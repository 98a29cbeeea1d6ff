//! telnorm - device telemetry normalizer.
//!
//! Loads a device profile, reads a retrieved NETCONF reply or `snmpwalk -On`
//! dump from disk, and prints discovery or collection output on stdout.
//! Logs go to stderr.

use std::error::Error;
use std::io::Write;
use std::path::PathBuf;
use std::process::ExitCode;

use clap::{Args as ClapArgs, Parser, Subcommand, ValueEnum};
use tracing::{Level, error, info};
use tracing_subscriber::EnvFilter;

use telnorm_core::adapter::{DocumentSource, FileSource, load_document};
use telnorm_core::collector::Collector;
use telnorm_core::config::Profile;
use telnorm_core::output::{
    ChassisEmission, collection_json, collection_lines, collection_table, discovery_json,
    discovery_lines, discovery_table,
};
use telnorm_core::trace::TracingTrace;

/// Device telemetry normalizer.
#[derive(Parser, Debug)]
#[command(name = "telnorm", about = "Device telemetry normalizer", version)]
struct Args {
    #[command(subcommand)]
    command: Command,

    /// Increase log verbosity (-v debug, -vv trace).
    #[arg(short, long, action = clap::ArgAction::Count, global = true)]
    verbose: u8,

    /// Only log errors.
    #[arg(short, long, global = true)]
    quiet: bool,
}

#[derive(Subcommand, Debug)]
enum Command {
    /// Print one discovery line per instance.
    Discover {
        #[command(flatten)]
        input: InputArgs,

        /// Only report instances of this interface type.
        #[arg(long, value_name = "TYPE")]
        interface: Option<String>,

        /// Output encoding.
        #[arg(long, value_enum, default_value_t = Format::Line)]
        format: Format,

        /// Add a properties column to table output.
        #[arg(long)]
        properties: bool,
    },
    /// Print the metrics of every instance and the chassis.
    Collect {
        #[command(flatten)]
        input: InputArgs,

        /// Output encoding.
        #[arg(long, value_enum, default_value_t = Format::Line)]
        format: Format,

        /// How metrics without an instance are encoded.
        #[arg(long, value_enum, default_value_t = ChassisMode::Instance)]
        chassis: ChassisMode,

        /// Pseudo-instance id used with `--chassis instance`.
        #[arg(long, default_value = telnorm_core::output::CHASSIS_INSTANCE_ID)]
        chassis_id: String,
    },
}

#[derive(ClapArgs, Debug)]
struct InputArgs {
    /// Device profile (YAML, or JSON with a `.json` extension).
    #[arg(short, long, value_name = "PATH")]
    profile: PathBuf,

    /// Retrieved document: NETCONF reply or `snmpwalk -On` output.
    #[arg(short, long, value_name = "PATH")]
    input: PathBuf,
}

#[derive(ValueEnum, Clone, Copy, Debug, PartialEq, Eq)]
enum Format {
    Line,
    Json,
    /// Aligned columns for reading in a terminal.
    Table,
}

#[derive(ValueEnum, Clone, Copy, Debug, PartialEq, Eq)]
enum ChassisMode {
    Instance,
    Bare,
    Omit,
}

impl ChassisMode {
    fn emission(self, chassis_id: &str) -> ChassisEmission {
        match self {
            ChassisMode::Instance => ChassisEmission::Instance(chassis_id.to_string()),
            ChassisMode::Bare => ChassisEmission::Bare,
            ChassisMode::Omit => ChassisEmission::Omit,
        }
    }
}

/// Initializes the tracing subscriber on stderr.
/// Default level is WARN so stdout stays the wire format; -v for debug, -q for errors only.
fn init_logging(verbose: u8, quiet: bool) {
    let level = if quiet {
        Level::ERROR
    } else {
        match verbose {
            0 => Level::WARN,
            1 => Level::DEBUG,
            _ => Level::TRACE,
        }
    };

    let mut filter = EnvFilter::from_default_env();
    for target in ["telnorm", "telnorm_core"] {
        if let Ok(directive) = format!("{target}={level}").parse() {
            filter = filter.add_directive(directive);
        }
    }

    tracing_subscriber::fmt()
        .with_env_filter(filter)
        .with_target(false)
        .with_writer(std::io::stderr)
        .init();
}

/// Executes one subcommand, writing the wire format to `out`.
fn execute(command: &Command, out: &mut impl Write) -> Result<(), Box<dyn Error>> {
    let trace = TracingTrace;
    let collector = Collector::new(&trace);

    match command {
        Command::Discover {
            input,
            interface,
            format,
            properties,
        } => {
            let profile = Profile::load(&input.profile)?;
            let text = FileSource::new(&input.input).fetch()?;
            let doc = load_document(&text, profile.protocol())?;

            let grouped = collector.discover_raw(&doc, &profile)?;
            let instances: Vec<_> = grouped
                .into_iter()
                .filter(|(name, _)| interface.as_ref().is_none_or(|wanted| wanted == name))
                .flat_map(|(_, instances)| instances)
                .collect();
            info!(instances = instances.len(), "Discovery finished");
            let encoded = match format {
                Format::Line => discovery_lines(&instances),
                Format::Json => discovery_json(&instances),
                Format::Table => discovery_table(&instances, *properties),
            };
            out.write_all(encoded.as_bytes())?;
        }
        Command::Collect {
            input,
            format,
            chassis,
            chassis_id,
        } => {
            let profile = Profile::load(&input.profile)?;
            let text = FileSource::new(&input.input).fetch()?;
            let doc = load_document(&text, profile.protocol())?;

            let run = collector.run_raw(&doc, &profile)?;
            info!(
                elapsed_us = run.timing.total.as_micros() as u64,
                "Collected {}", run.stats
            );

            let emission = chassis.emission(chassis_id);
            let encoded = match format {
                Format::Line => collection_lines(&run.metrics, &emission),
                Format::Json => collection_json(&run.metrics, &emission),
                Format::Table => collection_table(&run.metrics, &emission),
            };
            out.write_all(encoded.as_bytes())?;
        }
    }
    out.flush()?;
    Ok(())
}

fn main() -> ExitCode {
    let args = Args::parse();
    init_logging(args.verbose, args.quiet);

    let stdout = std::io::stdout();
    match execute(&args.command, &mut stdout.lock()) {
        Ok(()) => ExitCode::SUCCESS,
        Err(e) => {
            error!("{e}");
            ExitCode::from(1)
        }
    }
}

#### Exercise brief
Nothing but a number, please: how many lines of the listing hold the word "Parser"?

#### Written solution
2